**WHAT TO DO**
Only a number is wanted here: the count of lines in the entries below that include the word "Noop".

[[ THE RECORDS open ]]

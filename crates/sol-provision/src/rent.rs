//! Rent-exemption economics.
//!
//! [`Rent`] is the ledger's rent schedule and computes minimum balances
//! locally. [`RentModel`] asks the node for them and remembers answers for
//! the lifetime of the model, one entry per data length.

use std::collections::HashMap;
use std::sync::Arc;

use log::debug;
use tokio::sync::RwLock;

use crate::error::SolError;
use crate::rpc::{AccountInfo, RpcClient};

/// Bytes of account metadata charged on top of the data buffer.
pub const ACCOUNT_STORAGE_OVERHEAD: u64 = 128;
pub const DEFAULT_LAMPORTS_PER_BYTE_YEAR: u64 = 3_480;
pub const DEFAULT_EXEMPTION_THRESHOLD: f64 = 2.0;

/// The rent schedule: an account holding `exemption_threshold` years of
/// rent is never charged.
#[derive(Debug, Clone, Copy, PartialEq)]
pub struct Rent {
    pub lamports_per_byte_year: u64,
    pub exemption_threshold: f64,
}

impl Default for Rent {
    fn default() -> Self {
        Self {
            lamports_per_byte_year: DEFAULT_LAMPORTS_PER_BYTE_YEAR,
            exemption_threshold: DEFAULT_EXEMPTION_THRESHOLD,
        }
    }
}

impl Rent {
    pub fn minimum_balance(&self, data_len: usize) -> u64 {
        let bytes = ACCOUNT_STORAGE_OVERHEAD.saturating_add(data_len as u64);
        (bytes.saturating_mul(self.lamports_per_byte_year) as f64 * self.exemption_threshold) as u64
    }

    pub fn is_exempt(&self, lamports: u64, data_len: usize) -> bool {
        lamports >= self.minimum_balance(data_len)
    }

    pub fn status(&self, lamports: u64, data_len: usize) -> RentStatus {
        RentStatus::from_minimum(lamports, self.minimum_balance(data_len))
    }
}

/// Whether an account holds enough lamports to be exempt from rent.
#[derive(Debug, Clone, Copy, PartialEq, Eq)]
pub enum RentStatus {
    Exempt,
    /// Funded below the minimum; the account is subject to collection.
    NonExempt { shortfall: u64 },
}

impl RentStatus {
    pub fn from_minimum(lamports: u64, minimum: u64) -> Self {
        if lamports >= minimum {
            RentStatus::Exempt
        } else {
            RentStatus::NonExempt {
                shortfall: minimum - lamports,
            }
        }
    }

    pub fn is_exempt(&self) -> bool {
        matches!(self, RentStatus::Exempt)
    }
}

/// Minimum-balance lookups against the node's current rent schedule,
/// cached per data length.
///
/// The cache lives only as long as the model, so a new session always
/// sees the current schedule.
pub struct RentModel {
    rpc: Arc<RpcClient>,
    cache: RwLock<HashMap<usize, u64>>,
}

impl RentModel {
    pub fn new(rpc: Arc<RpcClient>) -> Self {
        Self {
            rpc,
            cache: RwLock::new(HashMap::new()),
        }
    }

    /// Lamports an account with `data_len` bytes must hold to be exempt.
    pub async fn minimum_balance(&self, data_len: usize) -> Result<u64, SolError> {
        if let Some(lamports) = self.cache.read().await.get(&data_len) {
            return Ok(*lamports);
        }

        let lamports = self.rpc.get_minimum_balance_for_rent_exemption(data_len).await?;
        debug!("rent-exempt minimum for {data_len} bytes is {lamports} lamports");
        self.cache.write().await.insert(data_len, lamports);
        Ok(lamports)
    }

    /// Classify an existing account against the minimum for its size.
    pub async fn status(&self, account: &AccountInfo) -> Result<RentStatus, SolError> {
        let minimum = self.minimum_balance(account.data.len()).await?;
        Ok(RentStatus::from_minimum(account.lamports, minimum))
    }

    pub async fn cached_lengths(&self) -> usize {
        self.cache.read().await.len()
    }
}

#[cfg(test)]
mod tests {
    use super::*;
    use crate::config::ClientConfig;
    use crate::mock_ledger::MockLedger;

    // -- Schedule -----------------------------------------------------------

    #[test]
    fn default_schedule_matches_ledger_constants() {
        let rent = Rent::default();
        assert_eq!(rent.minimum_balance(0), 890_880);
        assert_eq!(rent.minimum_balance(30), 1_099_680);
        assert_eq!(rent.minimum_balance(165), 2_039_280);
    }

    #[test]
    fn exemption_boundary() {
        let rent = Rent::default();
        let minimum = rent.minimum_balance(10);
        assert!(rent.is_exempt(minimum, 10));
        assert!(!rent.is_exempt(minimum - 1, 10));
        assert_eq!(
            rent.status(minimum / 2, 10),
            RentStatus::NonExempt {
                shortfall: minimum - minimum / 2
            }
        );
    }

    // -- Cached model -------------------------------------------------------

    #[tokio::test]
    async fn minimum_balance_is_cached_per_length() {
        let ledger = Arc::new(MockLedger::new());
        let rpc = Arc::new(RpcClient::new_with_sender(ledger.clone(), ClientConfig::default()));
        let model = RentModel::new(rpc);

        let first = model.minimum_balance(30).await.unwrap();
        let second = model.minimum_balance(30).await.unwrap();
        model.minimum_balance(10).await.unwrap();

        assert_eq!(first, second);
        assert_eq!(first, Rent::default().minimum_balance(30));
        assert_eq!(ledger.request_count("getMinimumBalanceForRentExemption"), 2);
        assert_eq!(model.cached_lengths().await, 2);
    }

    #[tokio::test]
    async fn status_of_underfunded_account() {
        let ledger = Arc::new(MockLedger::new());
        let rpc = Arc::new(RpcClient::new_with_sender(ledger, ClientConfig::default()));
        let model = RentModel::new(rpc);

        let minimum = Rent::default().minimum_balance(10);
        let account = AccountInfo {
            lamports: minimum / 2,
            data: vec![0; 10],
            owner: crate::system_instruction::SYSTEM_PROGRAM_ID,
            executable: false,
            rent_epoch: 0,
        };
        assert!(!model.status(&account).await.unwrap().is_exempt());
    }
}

[[ THE RECORDS closed ]]
[[ THE RECORDS open ]]

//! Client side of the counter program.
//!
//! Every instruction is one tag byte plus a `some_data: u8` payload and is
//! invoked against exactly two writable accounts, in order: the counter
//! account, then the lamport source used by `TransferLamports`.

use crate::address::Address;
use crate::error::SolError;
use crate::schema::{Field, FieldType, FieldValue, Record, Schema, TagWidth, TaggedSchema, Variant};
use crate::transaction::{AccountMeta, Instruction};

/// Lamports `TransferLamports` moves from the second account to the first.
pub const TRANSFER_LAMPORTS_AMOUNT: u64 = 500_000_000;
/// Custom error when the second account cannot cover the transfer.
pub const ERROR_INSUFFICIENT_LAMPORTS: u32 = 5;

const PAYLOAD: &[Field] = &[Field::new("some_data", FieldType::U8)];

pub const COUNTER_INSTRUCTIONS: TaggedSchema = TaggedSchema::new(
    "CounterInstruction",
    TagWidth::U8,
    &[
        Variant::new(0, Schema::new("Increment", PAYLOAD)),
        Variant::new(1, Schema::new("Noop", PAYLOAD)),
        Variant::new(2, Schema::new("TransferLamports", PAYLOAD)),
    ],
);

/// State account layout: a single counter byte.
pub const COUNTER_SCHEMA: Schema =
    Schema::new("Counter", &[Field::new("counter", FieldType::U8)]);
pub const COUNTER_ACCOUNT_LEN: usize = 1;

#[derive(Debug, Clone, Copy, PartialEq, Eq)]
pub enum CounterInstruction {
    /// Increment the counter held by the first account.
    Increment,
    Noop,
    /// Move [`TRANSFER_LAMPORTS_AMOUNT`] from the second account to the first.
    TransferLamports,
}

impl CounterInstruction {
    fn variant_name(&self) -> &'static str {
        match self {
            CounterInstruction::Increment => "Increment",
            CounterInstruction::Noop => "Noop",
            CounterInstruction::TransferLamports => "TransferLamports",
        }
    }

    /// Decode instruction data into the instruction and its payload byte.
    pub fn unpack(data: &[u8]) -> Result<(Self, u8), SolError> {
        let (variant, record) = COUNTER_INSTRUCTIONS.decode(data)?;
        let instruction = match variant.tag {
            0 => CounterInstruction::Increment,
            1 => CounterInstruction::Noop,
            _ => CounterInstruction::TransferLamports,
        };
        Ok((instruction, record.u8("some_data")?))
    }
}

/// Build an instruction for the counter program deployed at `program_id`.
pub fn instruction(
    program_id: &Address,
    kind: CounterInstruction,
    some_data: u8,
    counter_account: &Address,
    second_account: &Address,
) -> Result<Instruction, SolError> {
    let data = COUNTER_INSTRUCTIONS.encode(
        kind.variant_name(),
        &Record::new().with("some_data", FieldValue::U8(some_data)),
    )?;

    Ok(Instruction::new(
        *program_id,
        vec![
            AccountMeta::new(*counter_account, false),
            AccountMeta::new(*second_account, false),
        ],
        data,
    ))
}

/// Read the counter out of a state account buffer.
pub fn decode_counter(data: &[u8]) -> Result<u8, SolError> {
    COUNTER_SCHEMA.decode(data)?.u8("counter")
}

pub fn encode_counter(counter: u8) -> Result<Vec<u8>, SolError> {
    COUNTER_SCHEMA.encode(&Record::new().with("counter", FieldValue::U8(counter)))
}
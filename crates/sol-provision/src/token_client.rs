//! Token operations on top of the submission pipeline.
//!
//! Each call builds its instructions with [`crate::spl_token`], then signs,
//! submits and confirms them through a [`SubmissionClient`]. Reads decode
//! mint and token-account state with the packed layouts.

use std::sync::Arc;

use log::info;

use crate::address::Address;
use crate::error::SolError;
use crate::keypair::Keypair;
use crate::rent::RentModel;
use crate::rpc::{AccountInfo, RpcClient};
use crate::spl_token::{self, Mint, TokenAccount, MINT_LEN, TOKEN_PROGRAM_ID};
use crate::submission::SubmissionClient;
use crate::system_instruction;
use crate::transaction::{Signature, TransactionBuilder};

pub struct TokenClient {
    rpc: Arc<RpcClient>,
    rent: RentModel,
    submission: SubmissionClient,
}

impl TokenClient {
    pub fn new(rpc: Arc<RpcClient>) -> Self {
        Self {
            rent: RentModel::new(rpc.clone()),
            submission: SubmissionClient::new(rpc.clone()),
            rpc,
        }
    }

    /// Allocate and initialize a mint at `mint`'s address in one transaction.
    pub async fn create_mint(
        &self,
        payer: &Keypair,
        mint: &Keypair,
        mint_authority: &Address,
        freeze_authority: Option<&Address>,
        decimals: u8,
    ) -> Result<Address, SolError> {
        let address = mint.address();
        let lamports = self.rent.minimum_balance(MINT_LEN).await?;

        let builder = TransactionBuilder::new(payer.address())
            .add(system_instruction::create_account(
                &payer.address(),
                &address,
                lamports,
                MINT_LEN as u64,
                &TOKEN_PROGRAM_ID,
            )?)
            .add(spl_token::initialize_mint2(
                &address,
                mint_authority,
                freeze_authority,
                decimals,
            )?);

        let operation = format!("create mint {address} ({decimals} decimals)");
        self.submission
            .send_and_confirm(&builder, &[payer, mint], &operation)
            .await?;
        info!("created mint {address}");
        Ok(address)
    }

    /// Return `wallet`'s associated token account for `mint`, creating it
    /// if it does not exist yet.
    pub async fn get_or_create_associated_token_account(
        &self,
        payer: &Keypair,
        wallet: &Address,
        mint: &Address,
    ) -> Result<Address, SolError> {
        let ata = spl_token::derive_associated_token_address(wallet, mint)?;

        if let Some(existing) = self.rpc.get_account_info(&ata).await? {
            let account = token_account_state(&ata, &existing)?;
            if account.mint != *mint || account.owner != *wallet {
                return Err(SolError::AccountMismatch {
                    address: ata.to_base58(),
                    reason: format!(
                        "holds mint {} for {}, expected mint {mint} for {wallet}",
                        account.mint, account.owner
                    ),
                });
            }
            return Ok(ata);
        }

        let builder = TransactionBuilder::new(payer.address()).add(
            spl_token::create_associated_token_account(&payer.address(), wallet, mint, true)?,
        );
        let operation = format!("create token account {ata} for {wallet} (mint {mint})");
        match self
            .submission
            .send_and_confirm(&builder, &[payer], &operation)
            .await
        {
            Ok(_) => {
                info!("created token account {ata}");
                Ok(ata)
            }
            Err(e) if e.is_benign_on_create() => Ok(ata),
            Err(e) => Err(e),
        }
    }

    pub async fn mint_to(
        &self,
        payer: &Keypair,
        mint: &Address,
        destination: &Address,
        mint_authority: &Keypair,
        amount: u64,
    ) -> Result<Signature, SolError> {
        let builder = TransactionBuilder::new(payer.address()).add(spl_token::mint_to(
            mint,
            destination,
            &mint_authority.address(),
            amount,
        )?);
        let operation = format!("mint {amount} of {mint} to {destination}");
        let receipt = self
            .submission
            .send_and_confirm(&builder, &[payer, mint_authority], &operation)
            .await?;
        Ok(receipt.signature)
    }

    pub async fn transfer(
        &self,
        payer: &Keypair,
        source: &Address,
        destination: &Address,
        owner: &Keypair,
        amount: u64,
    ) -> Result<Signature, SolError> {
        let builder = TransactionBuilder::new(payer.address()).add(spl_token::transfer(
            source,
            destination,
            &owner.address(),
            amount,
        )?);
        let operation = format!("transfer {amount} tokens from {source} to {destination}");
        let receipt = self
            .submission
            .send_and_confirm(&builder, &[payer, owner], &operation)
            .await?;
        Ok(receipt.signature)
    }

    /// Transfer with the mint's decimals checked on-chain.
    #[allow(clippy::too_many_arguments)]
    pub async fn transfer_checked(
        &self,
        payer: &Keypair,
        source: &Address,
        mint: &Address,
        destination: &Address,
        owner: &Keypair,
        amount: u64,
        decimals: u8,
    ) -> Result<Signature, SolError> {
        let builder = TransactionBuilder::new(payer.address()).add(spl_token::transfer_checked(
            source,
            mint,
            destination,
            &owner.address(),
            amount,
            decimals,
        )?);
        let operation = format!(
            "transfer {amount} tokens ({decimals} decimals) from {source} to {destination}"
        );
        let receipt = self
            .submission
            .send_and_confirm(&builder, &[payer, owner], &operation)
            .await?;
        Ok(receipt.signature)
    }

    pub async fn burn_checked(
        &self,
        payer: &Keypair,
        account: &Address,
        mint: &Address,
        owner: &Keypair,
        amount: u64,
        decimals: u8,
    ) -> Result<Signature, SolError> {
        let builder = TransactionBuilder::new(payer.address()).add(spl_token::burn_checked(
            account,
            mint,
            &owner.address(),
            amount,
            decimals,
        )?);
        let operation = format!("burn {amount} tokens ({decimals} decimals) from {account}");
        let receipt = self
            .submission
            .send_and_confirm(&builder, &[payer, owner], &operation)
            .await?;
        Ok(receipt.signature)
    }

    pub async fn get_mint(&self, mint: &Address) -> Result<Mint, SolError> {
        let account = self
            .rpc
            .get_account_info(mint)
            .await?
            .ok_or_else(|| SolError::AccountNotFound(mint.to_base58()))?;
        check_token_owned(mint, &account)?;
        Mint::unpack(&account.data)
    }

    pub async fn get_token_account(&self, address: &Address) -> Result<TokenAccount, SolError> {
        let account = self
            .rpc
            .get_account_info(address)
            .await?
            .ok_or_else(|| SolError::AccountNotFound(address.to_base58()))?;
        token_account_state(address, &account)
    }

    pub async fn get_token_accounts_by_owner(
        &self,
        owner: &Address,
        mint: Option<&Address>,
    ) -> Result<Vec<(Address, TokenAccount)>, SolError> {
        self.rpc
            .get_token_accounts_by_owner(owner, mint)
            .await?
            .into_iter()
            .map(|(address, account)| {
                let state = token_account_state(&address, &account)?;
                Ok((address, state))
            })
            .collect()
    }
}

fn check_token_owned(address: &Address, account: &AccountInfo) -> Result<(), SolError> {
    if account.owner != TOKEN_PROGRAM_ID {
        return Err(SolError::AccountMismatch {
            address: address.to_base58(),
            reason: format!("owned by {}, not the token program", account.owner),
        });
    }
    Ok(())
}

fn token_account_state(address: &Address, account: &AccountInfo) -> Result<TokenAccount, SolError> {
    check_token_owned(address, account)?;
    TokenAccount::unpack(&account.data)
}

[[ THE RECORDS closed ]]
[[ THE RECORDS open ]]

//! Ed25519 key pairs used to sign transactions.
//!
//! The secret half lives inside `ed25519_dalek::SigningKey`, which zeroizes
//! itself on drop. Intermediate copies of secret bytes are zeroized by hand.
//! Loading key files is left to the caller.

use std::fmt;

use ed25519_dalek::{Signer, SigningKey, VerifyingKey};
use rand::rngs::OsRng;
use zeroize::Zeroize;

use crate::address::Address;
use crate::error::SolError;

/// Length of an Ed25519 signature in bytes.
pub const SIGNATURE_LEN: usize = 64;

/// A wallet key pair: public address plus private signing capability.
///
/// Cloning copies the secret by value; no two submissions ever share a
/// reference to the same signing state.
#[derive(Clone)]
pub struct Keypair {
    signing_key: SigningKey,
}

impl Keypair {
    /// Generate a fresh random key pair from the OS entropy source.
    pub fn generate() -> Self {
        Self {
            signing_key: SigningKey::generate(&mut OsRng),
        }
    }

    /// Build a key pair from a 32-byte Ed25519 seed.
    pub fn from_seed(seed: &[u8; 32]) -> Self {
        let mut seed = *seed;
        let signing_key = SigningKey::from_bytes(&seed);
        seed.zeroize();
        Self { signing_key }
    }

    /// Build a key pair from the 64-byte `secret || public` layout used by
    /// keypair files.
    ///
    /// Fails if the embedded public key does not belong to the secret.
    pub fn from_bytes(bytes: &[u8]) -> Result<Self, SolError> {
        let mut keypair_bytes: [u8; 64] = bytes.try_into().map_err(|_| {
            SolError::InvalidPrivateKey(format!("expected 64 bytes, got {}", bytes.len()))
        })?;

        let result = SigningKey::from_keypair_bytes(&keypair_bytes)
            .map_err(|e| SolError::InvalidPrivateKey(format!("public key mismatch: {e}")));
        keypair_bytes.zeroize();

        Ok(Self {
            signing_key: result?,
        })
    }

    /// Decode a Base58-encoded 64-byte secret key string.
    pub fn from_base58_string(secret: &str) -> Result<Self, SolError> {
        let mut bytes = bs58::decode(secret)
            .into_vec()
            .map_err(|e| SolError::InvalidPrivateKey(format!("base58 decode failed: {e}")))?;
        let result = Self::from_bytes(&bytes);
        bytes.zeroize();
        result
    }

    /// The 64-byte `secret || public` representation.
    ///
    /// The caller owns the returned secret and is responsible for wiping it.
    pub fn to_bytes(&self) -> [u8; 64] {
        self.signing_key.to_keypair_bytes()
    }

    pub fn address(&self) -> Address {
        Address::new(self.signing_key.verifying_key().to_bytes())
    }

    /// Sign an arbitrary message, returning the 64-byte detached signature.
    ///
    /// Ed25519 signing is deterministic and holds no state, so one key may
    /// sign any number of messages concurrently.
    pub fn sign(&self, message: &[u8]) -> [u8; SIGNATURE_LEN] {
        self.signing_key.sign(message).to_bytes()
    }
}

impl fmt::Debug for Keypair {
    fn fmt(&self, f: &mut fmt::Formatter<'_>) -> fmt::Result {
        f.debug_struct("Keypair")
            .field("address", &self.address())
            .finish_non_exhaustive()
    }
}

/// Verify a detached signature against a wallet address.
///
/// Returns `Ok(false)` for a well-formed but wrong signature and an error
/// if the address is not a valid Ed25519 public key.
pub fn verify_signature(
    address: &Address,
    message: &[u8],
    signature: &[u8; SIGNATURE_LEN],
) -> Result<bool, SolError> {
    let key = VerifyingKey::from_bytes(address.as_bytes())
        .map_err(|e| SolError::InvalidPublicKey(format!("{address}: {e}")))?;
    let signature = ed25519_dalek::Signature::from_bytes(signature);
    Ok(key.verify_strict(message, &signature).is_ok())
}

[[ THE RECORDS closed ]]

**SOLVED EXERCISE**
4